New DNA sequencing technologies and bioinformatics sequence analysis algorithms are able to produce high-quality chromosome-level assemblies of large genomes. However, many research communities still rely on ‘Version 1.0’ draft assemblies that are fragmented, incomplete, and lack chromosomal location data. In a study published in the journal BMC Biology, the SIB Group of Robert Waterhouse (University of Lausanne) demonstrates how genome-comparison-based evolutionary approaches can be used to help such draft assemblies along the journey towards becoming ‘finished’ reference genomes.
Exploiting conserved gene arrangements
Although genomic rearrangement events lead to the shuffling of genome contents over time, regions with conserved orders and orientations in multiple species can be identified. These are known as synteny blocks, where equivalent genes in different species (orthologs) have maintained their local genomic neighbourhoods. Draft genomes are made up of genomic regions assembled into scaffolds of different lengths, but their relative orders and orientations along chromosomes is usually unknown. The SIB Researchers hypothesised that conserved synteny blocks could be used as the basis for an evolutionarily guided approach to ordering and orienting scaffolds to improve currently fragmented draft assemblies. “The logic is fairly simple,” explains lead investigator Robert Waterhouse, SIB Group Leader at the University of Lausanne’s Department of Ecology and Evolution, “when genes located at scaffold extremities in one species have orthologues from many other species that are maintained as genomic neighbours, then evolution is suggesting we can stitch those scaffolds together to reunite these pairs of genes”.
Superscaffolding and chromosome anchoring
For subsets of the assemblies the researchers integrated the synteny-based scaffold adjacencies with additional supporting data from physical mapping experiments, RNA sequencing, and extra DNA sequencing samples. The combined analyses produced 20 improved superscaffolded assemblies, where assignments of scaffolds to chromosomes spanned more than 75% of several assemblies. Chromosome anchoring of scaffolds was greatly extended for several other assemblies, and updated high-resolution cytogenetic photomaps were produced for two species. Integrating these different datasets not only allowed for enhanced superscaffolding, but also served as independent validations of the synteny-based predictions and their consensus sets.
The Waterhouse Group teamed up with researchers from George Washington University (USA) and Simon Fraser University (Canada) to apply their three independently developed bioinformatics methods, which nevertheless all employ the same basic underlying principle, to identify such ‘reunitable neighbours’ (also known as scaffold adjacencies).
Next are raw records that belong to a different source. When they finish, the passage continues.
use yew::prelude::*;
use gloo_net::http::Request;
use gloo_console::log;
use wasm_bindgen_futures::spawn_local;
use web_sys::HtmlInputElement;

use crate::config;
use crate::models::{ContactSubmission, ErrorResponse};

#[derive(Clone, PartialEq)]
enum InboxState {
    Locked,
    Loading,
    Loaded(Vec<ContactSubmission>),
    Failed(String),
}

async fn fetch_submissions(token: String) -> Result<Vec<ContactSubmission>, String> {
    let response = Request::get(&config::contact_endpoint())
        .header("Authorization", &format!("Bearer {}", token))
        .send()
        .await
        .map_err(|e| format!("Request failed: {}", e))?;

    match response.status() {
        200 => response
            .json::<Vec<ContactSubmission>>()
            .await
            .map_err(|e| format!("Failed to parse response: {}", e)),
        401 => Err("That token was not accepted".to_string()),
        503 => Err("The inbox is not enabled on this server".to_string()),
        status => {
            log!("Inbox request failed with status:", status);
            let message = response
                .json::<ErrorResponse>()
                .await
                .map(|err| err.error)
                .unwrap_or_else(|_| "Could not load submissions".to_string());
            Err(message)
        }
    }
}

#[function_component]
pub fn Inbox() -> Html {
    let token = use_state(String::new);
    let state = use_state(|| InboxState::Locked);

    let on_token = {
        let token = token.clone();
        Callback::from(move |e: InputEvent| {
            let input: HtmlInputElement = e.target_unchecked_into();
            token.set(input.value());
        })
    };

    let on_submit = {
        let token = token.clone();
        let state = state.clone();
        Callback::from(move |e: SubmitEvent| {
            e.prevent_default();
            let supplied = token.trim().to_string();
            if supplied.is_empty() {
                state.set(InboxState::Failed("Enter the inbox token first".to_string()));
                return;
            }
            state.set(InboxState::Loading);
            let state = state.clone();
            spawn_local(async move {
                match fetch_submissions(supplied).await {
                    Ok(submissions) => state.set(InboxState::Loaded(submissions)),
                    Err(message) => state.set(InboxState::Failed(message)),
                }
            });
        })
    };

    let body = match &*state {
        InboxState::Locked => html! {},
        InboxState::Loading => html! { <p>{"Loading submissions..."}</p> },
        InboxState::Failed(message) => html! { <p class="error-message">{message}</p> },
        InboxState::Loaded(submissions) if submissions.is_empty() => html! {
            <p>{"No submissions yet."}</p>
        },
        InboxState::Loaded(submissions) => html! {
            <ul class="inbox-list">
                { for submissions.iter().map(|s| html! {
                    <li key={s.id.clone()} class="inbox-item">
                        <div class="inbox-meta">
                            <strong>{&s.name}</strong>
                            {" · "}
                            <a href={format!("mailto:{}", s.email)}>{&s.email}</a>
                            {" · "}
                            <span>{&s.project_type}</span>
                            <span class="inbox-date">{s.created_at.format("%Y-%m-%d %H:%M UTC").to_string()}</span>
                        </div>
                        <p>{&s.message}</p>
                    </li>
                }) }
            </ul>
        },
    };

    html! {
        <div class="inbox-page">
            <h1>{"Inbox"}</h1>
            <form class="inbox-unlock" onsubmit={on_submit}>
                <input type="password" placeholder="Inbox token" value={(*token).clone()} oninput={on_token} />
                <button type="submit" class="hero-cta" disabled={*state == InboxState::Loading}>{"Load"}</button>
            </form>
            { body }
            <style>
                {r#"
                    .inbox-page {
                        max-width: 860px;
                        margin: 0 auto;
                        padding: 6rem 2rem;
                        color: #f2f2f2;
                    }
                    .inbox-unlock {
                        display: flex;
                        gap: 1rem;
                        margin-bottom: 2rem;
                    }
                    .inbox-unlock input {
                        flex: 1;
                        background: rgba(30, 30, 30, 0.7);
                        border: 1px solid rgba(126, 178, 255, 0.2);
                        border-radius: 8px;
                        color: #fff;
                        padding: 0.75rem;
                    }
                    .inbox-list {
                        list-style: none;
                        padding: 0;
                    }
                    .inbox-item {
                        border-bottom: 1px solid rgba(255, 255, 255, 0.1);
                        padding: 1rem 0;
                    }
                    .inbox-date {
                        float: right;
                        color: rgba(255, 255, 255, 0.5);
                    }
                    .inbox-item p {
                        white-space: pre-wrap;
                    }
                "#}
            </style>
        </div>
    }
}
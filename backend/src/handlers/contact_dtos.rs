use std::borrow::Cow;

use chrono::{DateTime, Utc};
use serde::{Deserialize, Serialize};
use validator::{Validate, ValidateEmail, ValidationError};

use crate::error::ApiError;
use crate::models::contact_models::{ContactSubmission, NewContactSubmission};

/// Body of `POST /api/contact`. Absent keys deserialize as empty strings so
/// they are reported as missing fields instead of a JSON parse failure.
#[derive(Debug, Default, Clone, Deserialize, Serialize, Validate)]
#[serde(rename_all = "camelCase", default)]
pub struct ContactRequest {
    #[validate(custom(function = "required"), length(max = 200, message = "Name must be at most 200 characters"))]
    pub name: String,
    #[validate(
        custom(function = "required"),
        custom(function = "email_address"),
        length(max = 320, message = "Email must be at most 320 characters")
    )]
    pub email: String,
    #[validate(custom(function = "required"), length(max = 100, message = "Project type must be at most 100 characters"))]
    pub project_type: String,
    #[validate(custom(function = "required"), length(max = 5000, message = "Message must be at most 5000 characters"))]
    pub message: String,
}

fn required(value: &str) -> Result<(), ValidationError> {
    if value.is_empty() {
        return Err(ValidationError::new("required"));
    }
    Ok(())
}

// Empty input is left to `required` so a blank email gets a single message.
fn email_address(value: &str) -> Result<(), ValidationError> {
    if value.is_empty() || value.validate_email() {
        return Ok(());
    }
    let mut error = ValidationError::new("email");
    error.message = Some(Cow::Borrowed("Email must be a valid email address"));
    Err(error)
}

impl ContactRequest {
    fn trimmed(self) -> Self {
        Self {
            name: self.name.trim().to_string(),
            email: self.email.trim().to_string(),
            project_type: self.project_type.trim().to_string(),
            message: self.message.trim().to_string(),
        }
    }

    /// Trims every field, validates, and converts into an insertable record.
    pub fn into_new_submission(self) -> Result<NewContactSubmission, ApiError> {
        let req = self.trimmed();
        <Self as Validate>::validate(&req)?;
        Ok(NewContactSubmission {
            name: req.name,
            email: req.email,
            project_type: req.project_type,
            message: req.message,
        })
    }
}

#[derive(Debug, Clone, PartialEq, Serialize, Deserialize)]
#[serde(rename_all = "camelCase")]
pub struct ContactResponse {
    pub id: String,
    pub name: String,
    pub email: String,
    pub project_type: String,
    pub message: String,
    pub created_at: DateTime<Utc>,
}

impl From<ContactSubmission> for ContactResponse {
    fn from(submission: ContactSubmission) -> Self {
        Self {
            id: submission.id,
            name: submission.name,
            email: submission.email,
            project_type: submission.project_type,
            message: submission.message,
            created_at: DateTime::from_timestamp(submission.created_at, 0).unwrap_or_default(),
        }
    }
}
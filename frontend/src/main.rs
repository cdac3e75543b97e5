use yew::prelude::*;
use yew_router::prelude::*;
use log::{info, Level};
use wasm_bindgen::closure::Closure;
use wasm_bindgen::JsCast;

mod config;
mod models;
mod scroll;
mod pages {
    pub mod landing;
    pub mod inbox;
}
mod components {
    pub mod contact_form;
}

use pages::{
    landing::Landing,
    inbox::Inbox,
};

// Nav turns solid once the reader leaves the first screen of the hero
const NAV_SOLID_AFTER_PX: f64 = 600.0;

#[derive(Clone, Routable, PartialEq)]
pub enum Route {
    #[at("/")]
    Home,
    #[at("/inbox")]
    Inbox,
    #[not_found]
    #[at("/404")]
    NotFound,
}

fn switch(routes: Route) -> Html {
    match routes {
        Route::Home => {
            info!("Rendering Home page");
            html! { <Landing /> }
        },
        Route::Inbox => {
            info!("Rendering Inbox page");
            html! { <Inbox /> }
        },
        Route::NotFound => {
            info!("Rendering NotFound page");
            html! {
                <div class="not-found">
                    <h1>{"Nothing here"}</h1>
                    <Link<Route> to={Route::Home}>{"Back to the start"}</Link<Route>>
                </div>
            }
        },
    }
}

#[function_component(Nav)]
pub fn nav() -> Html {
    let is_scrolled = use_state_eq(|| false);

    {
        let is_scrolled = is_scrolled.clone();
        use_effect_with_deps(move |_| {
            let destructor: Box<dyn FnOnce()> = if let Some(window) = web_sys::window() {
                let scroll_callback = {
                    let window = window.clone();
                    Closure::<dyn Fn()>::new(move || {
                        if let Ok(scroll_y) = window.scroll_y() {
                            is_scrolled.set(scroll_y > NAV_SOLID_AFTER_PX);
                        }
                    })
                };

                let _ = window.add_event_listener_with_callback("scroll", scroll_callback.as_ref().unchecked_ref());

                Box::new(move || {
                    let _ = window.remove_event_listener_with_callback("scroll", scroll_callback.as_ref().unchecked_ref());
                })
            } else {
                Box::new(|| ())
            };
            move || destructor()
        }, ());
    }

    html! {
        <nav class={classes!("top-nav", (*is_scrolled).then(|| "scrolled"))}>
            <div class="nav-content">
                <Link<Route> to={Route::Home} classes="nav-logo">
                    {"luminar"}
                </Link<Route>>
                <a href="#contact" class="nav-link">{"Contact"}</a>
            </div>
            <style>
                {r#"
                    .top-nav {
                        position: fixed;
                        top: 0;
                        left: 0;
                        right: 0;
                        z-index: 20;
                        padding: 1rem 2rem;
                        transition: background 0.3s ease;
                    }
                    .top-nav.scrolled {
                        background: rgba(5, 5, 5, 0.85);
                        backdrop-filter: blur(10px);
                    }
                    .nav-content {
                        display: flex;
                        justify-content: space-between;
                        align-items: center;
                    }
                    .nav-logo, .nav-link {
                        color: #fff;
                        text-decoration: none;
                    }
                "#}
            </style>
        </nav>
    }
}

#[function_component]
fn App() -> Html {
    html! {
        <BrowserRouter>
            <Nav />
            <Switch<Route> render={switch} />
        </BrowserRouter>
    }
}

fn main() {
    // Initialize console error panic hook for better error messages
    console_error_panic_hook::set_once();

    // Initialize logging
    if let Err(e) = console_log::init_with_level(Level::Info) {
        gloo_console::error!(format!("error initializing log: {}", e));
    }

    info!("Starting application");
    yew::Renderer::<App>::new().render();
}
use std::net::SocketAddr;
use std::num::NonZeroU32;
use std::sync::Arc;
use axum::{
    body::Body,
    extract::{ConnectInfo, State},
    http::{HeaderMap, Method, Request},
    middleware::Next,
    response::Response,
};
use governor::{DefaultKeyedRateLimiter, Quota, RateLimiter};
use tracing::{debug, warn};

use crate::error::ApiError;
use crate::AppState;

/// Per-client quota for contact form submissions.
pub struct SubmissionLimiter {
    limiter: DefaultKeyedRateLimiter<String>,
}

impl SubmissionLimiter {
    pub fn per_minute(max_submissions: NonZeroU32) -> Self {
        Self {
            limiter: RateLimiter::keyed(Quota::per_minute(max_submissions)),
        }
    }

    /// Records one submission for `client` and reports whether it fits the quota.
    pub fn check(&self, client: &str) -> bool {
        self.limiter.check_key(&client.to_string()).is_ok()
    }

    /// Drops state for clients whose quota has fully replenished.
    pub fn prune(&self) {
        self.limiter.retain_recent();
        self.limiter.shrink_to_fit();
    }

    pub fn tracked_clients(&self) -> usize {
        self.limiter.len()
    }
}

/// First hop of `X-Forwarded-For` when the proxy is trusted, then the socket
/// peer, then a shared bucket.
pub fn client_key(headers: &HeaderMap, peer: Option<SocketAddr>, trust_forwarded_for: bool) -> String {
    let forwarded = if trust_forwarded_for {
        headers
            .get("x-forwarded-for")
            .and_then(|value| value.to_str().ok())
            .and_then(|value| value.split(',').next())
            .map(str::trim)
            .filter(|ip| !ip.is_empty())
            .map(str::to_string)
    } else {
        None
    };
    forwarded
        .or_else(|| peer.map(|addr| addr.ip().to_string()))
        .unwrap_or_else(|| "unknown".to_string())
}

pub async fn limit_contact_submissions(
    State(state): State<Arc<AppState>>,
    request: Request<Body>,
    next: Next,
) -> Result<Response, ApiError> {
    if request.method() != Method::POST {
        return Ok(next.run(request).await);
    }

    let peer = request
        .extensions()
        .get::<ConnectInfo<SocketAddr>>()
        .map(|ConnectInfo(addr)| *addr);
    let client = client_key(request.headers(), peer, state.config.trust_forwarded_for);

    if !state.submission_limiter.check(&client) {
        warn!(client = %client, "Contact submission rate limit exceeded");
        return Err(ApiError::RateLimited);
    }
    debug!(client = %client, "Contact submission within quota");

    Ok(next.run(request).await)
}
//! Clamped linear mapping from overall scroll progress to per-phase progress.
//!
//! Every animated element on the landing page is driven by the same primitive:
//! a phase window `[start, end]` over the overall progress of a pinned section,
//! re-scaled to a local `0..=1` value. Windows are independent and may overlap
//! or leave gaps.

/// A sub-range of scroll progress during which one visual transition runs.
#[derive(Clone, Copy, Debug, PartialEq)]
pub struct PhaseWindow {
    pub start: f64,
    pub end: f64,
}

impl PhaseWindow {
    pub const fn new(start: f64, end: f64) -> Self {
        Self { start, end }
    }

    /// Same window moved by `delta` along the progress axis.
    pub fn shifted(self, delta: f64) -> Self {
        Self::new(self.start + delta, self.end + delta)
    }

    pub fn progress(&self, p: f64) -> f64 {
        phase_progress(p, self.start, self.end)
    }
}

/// 0 when `p <= start`, 1 when `p >= end`, linear in between.
///
/// NaN progress maps to 0. A window with `start >= end` acts as a step at
/// `start`.
pub fn phase_progress(p: f64, start: f64, end: f64) -> f64 {
    if p.is_nan() {
        return 0.0;
    }
    if !(start < end) {
        return if p < start { 0.0 } else { 1.0 };
    }
    if p <= start {
        return 0.0;
    }
    if p >= end {
        return 1.0;
    }
    ((p - start) / (end - start)).clamp(0.0, 1.0)
}

/// Progress through a pinned section whose content sticks while the page
/// scrolls `section_height - viewport_height` pixels. A section that does not
/// overflow the viewport jumps straight to 1 once reached.
pub fn section_progress(
    scroll_y: f64,
    section_top: f64,
    section_height: f64,
    viewport_height: f64,
) -> f64 {
    let travel = section_height - viewport_height;
    if !(travel > 0.0) {
        return if scroll_y >= section_top { 1.0 } else { 0.0 };
    }
    phase_progress(scroll_y, section_top, section_top + travel)
}

/// Vertical translation for a parallax layer; `depth` is the total distance
/// in pixels the layer drifts over the whole section.
pub fn parallax_offset(p: f64, depth: f64) -> f64 {
    phase_progress(p, 0.0, 1.0) * depth
}

/// Interpolates between `from` and `to` with `t` clamped to `0..=1`.
pub fn lerp(from: f64, to: f64, t: f64) -> f64 {
    let t = phase_progress(t, 0.0, 1.0);
    from + (to - from) * t
}
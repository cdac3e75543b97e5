use dotenvy::dotenv;
use std::net::SocketAddr;
use std::sync::Arc;
use std::time::Duration;
use anyhow::Context;
use tokio::net::TcpListener;
use tracing_subscriber::EnvFilter;

use luminar_backend::config::app_config::AppConfig;
use luminar_backend::{build_router, db, AppState};

#[tokio::main]
async fn main() -> anyhow::Result<()> {
    dotenv().ok();

    let config = AppConfig::from_env().context("invalid configuration")?;

    // Initialize tracing, chattier in development
    let default_filter = if config.is_development() { "debug" } else { "info" };
    tracing_subscriber::fmt()
        .with_env_filter(
            EnvFilter::try_from_default_env().unwrap_or_else(|_| EnvFilter::new(default_filter)),
        )
        .init();

    let _guard = config.sentry_dsn.as_deref().map(|dsn| {
        sentry::init((dsn, sentry::ClientOptions {
            release: sentry::release_name!(),
            environment: Some(config.environment.clone().into()),
            ..Default::default()
        }))
    });

    if config.admin_token.is_none() {
        tracing::warn!("CONTACT_ADMIN_TOKEN is not set, the contact inbox endpoint will answer 503");
    }

    // Set up database connection pool
    let pool = db::build_pool(&config.database_url)
        .with_context(|| format!("failed to open database {}", config.database_url))?;
    let applied = db::run_migrations(&pool)?;
    tracing::info!(applied, database = %config.database_url, "Database ready");

    let bind_addr = config.bind_addr;
    let state = Arc::new(AppState::new(pool, config));

    // Forget clients whose submission quota has replenished
    let limiter = state.submission_limiter.clone();
    tokio::spawn(async move {
        let mut interval = tokio::time::interval(Duration::from_secs(300));
        loop {
            interval.tick().await;
            limiter.prune();
            tracing::debug!(clients = limiter.tracked_clients(), "Pruned submission limiter");
        }
    });

    let app = build_router(state);

    let listener = TcpListener::bind(bind_addr)
        .await
        .with_context(|| format!("failed to bind {}", bind_addr))?;
    tracing::info!(%bind_addr, "Listening");

    axum::serve(listener, app.into_make_service_with_connect_info::<SocketAddr>())
        .with_graceful_shutdown(shutdown_signal())
        .await?;

    Ok(())
}

async fn shutdown_signal() {
    if let Err(e) = tokio::signal::ctrl_c().await {
        tracing::error!(error = %e, "Failed to listen for shutdown signal");
    }
    tracing::info!("Shutting down");
}
use diesel::connection::SimpleConnection;
use diesel::prelude::*;
use diesel::r2d2::{self, ConnectionManager, CustomizeConnection};
use diesel_migrations::{embed_migrations, EmbeddedMigrations, MigrationHarness};

pub type DbPool = r2d2::Pool<ConnectionManager<SqliteConnection>>;

pub const MIGRATIONS: EmbeddedMigrations = embed_migrations!("migrations");

const IN_MEMORY: &str = ":memory:";

/// Applied to every pooled connection before it is handed out.
#[derive(Debug, Clone, Copy)]
struct SqlitePragmas;

impl CustomizeConnection<SqliteConnection, r2d2::Error> for SqlitePragmas {
    fn on_acquire(&self, conn: &mut SqliteConnection) -> Result<(), r2d2::Error> {
        conn.batch_execute("PRAGMA busy_timeout = 5000; PRAGMA journal_mode = WAL;")
            .map_err(r2d2::Error::QueryError)
    }
}

/// Builds the SQLite pool. An in-memory database lives and dies with its
/// connection, so it gets a single-connection pool.
pub fn build_pool(database_url: &str) -> Result<DbPool, r2d2::PoolError> {
    let manager = ConnectionManager::<SqliteConnection>::new(database_url);
    let max_size = if database_url == IN_MEMORY { 1 } else { 8 };
    r2d2::Pool::builder()
        .max_size(max_size)
        .connection_customizer(Box::new(SqlitePragmas))
        .build(manager)
}

pub fn run_migrations(pool: &DbPool) -> anyhow::Result<usize> {
    let mut conn = pool.get()?;
    let applied = conn
        .run_pending_migrations(MIGRATIONS)
        .map_err(|e| anyhow::anyhow!("failed to run migrations: {}", e))?;
    Ok(applied.len())
}
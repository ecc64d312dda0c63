//! Extraction configuration.
//!
//! Everything site-specific lives here as plain data: per-field strategy
//! lists, image allow/deny lists, defaults, and the keyword vocabularies used
//! for derived data. Supporting a new source site means adding configuration,
//! not code paths.

use std::collections::BTreeMap;

use serde::{Deserialize, Serialize};

/// One named rule for producing a candidate value for one semantic field.
///
/// Strategies are pure functions of a document and are tried in list order
/// until one yields a validated, non-empty result.
#[derive(Debug, Clone, Serialize, Deserialize)]
#[serde(tag = "kind", rename_all = "camelCase")]
pub enum ExtractionStrategy {
    /// Select the first matching element and read its text content, or the
    /// named attribute when `attr` is set.
    #[serde(rename_all = "camelCase")]
    DomSelector {
        selector: String,
        #[serde(default)]
        attr: Option<String>,
    },
    /// Run a pattern against the raw page text. Returns the named capture
    /// group, group 1 when the pattern has capture groups, or else the whole
    /// match.
    #[serde(rename_all = "camelCase")]
    Regex {
        pattern: String,
        #[serde(default)]
        group: Option<usize>,
    },
    /// Locate the balanced object following `marker` in the raw text, parse
    /// it as strict JSON, and navigate `path` (dot notation; segments may be
    /// object keys or array indices).
    #[serde(rename_all = "camelCase")]
    EmbeddedJson { marker: String, path: String },
}

impl ExtractionStrategy {
    /// Identifier recorded as provenance when this strategy wins.
    pub fn kind(&self) -> &'static str {
        match self {
            ExtractionStrategy::DomSelector { .. } => "domSelector",
            ExtractionStrategy::Regex { .. } => "regex",
            ExtractionStrategy::EmbeddedJson { .. } => "embeddedJson",
        }
    }
}

/// Ordered strategy list for one field.
#[derive(Debug, Clone, Default, Serialize, Deserialize)]
pub struct FieldPipeline {
    #[serde(default)]
    pub strategies: Vec<ExtractionStrategy>,
}

impl FieldPipeline {
    pub fn new(strategies: Vec<ExtractionStrategy>) -> Self {
        Self { strategies }
    }
}

/// Multi-value DOM selectors for the size and color variant axes.
#[derive(Debug, Clone, Default, Serialize, Deserialize)]
#[serde(rename_all = "camelCase")]
pub struct VariantConfig {
    #[serde(default)]
    pub size_selectors: Vec<String>,
    #[serde(default)]
    pub color_selectors: Vec<String>,
}

/// Image harvesting sources, allow/deny lists, and the placeholder sequence
/// substituted when every source comes up empty.
#[derive(Debug, Clone, Serialize, Deserialize)]
#[serde(rename_all = "camelCase")]
pub struct ImageHarvestConfig {
    /// Elements whose src/data-src/data-image attributes are harvested.
    #[serde(default = "default_image_selectors")]
    pub selectors: Vec<String>,
    /// Only scripts containing one of these tokens are scanned for URLs.
    #[serde(default)]
    pub script_markers: Vec<String>,
    /// Asset-host suffixes a normalized URL must belong to.
    #[serde(default)]
    pub allowed_domains: Vec<String>,
    #[serde(default = "default_image_extensions")]
    pub allowed_extensions: Vec<String>,
    /// UI-asset tokens that disqualify a URL outright.
    #[serde(default = "default_excluded_tokens")]
    pub excluded_tokens: Vec<String>,
    /// Emitted instead of an empty list; downstream flags the record.
    #[serde(default)]
    pub placeholders: Vec<String>,
}

impl Default for ImageHarvestConfig {
    fn default() -> Self {
        Self {
            selectors: default_image_selectors(),
            script_markers: Vec::new(),
            allowed_domains: Vec::new(),
            allowed_extensions: default_image_extensions(),
            excluded_tokens: default_excluded_tokens(),
            placeholders: Vec::new(),
        }
    }
}

fn default_image_selectors() -> Vec<String> {
    vec!["img".to_string()]
}

fn default_image_extensions() -> Vec<String> {
    ["jpg", "jpeg", "png", "webp", "gif"]
        .iter()
        .map(|s| s.to_string())
        .collect()
}

fn default_excluded_tokens() -> Vec<String> {
    [
        "icon", "logo", "avatar", "placeholder", "spinner", "sprite", "1x1", "blank",
    ]
    .iter()
    .map(|s| s.to_string())
    .collect()
}

/// Explicit per-field defaults. Downstream persistence treats absence as
/// "not evaluated", so every record field carries one of these when all
/// strategies miss rather than being left undefined.
#[derive(Debug, Clone, Serialize, Deserialize)]
#[serde(rename_all = "camelCase")]
pub struct ProductDefaults {
    #[serde(default = "default_name")]
    pub name: String,
    #[serde(default = "default_category")]
    pub category: String,
    #[serde(default)]
    pub seller: String,
    #[serde(default)]
    pub price: f64,
    #[serde(default)]
    pub shipping_fee: f64,
    #[serde(default)]
    pub weight: f64,
}

impl Default for ProductDefaults {
    fn default() -> Self {
        Self {
            name: default_name(),
            category: default_category(),
            seller: String::new(),
            price: 0.0,
            shipping_fee: 0.0,
            weight: 0.0,
        }
    }
}

fn default_name() -> String {
    "Unknown Product".to_string()
}

fn default_category() -> String {
    "unclassified".to_string()
}

/// Maps a category to the name keywords that suggest it. Rules are checked
/// in order; the first rule with a matching keyword wins.
#[derive(Debug, Clone, Serialize, Deserialize)]
#[serde(rename_all = "camelCase")]
pub struct CategoryRule {
    pub category: String,
    pub keywords: Vec<String>,
}

/// Full extraction configuration for one source site.
#[derive(Debug, Clone, Default, Serialize, Deserialize)]
#[serde(rename_all = "camelCase")]
pub struct ExtractorConfig {
    #[serde(default)]
    pub title: FieldPipeline,
    #[serde(default)]
    pub price: FieldPipeline,
    #[serde(default)]
    pub seller: FieldPipeline,
    #[serde(default)]
    pub weight: FieldPipeline,
    #[serde(default)]
    pub shipping_fee: FieldPipeline,
    /// Free-form attribute pipelines, keyed by attribute name. Attributes
    /// whose pipelines all miss are absent from the record's map.
    #[serde(default)]
    pub attributes: BTreeMap<String, FieldPipeline>,
    #[serde(default)]
    pub variants: VariantConfig,
    #[serde(default)]
    pub images: ImageHarvestConfig,
    #[serde(default)]
    pub defaults: ProductDefaults,
    #[serde(default)]
    pub category_rules: Vec<CategoryRule>,
    /// Fixed vocabulary checked against the name for derived tags.
    #[serde(default)]
    pub tag_vocabulary: Vec<String>,
    /// Known blocking markers, for the fetch layer's redirect screening.
    #[serde(default)]
    pub blocked_markers: Vec<String>,
}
They tested the performance of their methods on a dataset of 21 Anopheles mosquito genomes including mostly fragmented draft assemblies. Orthologous genes, used as the genomic markers to define conserved synteny blocks, were identified using the OrthoDB orthology delineation procedure, a SwissOrthology SIB Resource.
Powering-up evolutionary inference
Leveraging the combined detection power of the three gene synteny-based methods, the analyses identified consensus sets of thousands of well-supported scaffold adjacencies that were used to build ‘superscaffolds’ (sets of stitched-together scaffolds), resulting in substantial improvements for several assemblies. While many applications in genomics research do not strictly require such high-quality assemblies, improvements in completeness, contiguity, and chromosome anchoring or assignments can substantially add to the power and breadth of biological and evolutionary inferences from comparative genomics or population genetics analyses.
Reference(s)
Waterhouse R et al. Evolutionary superscaffolding and chromosome anchoring to improve Anopheles genome assemblies. BMC Biology 2019.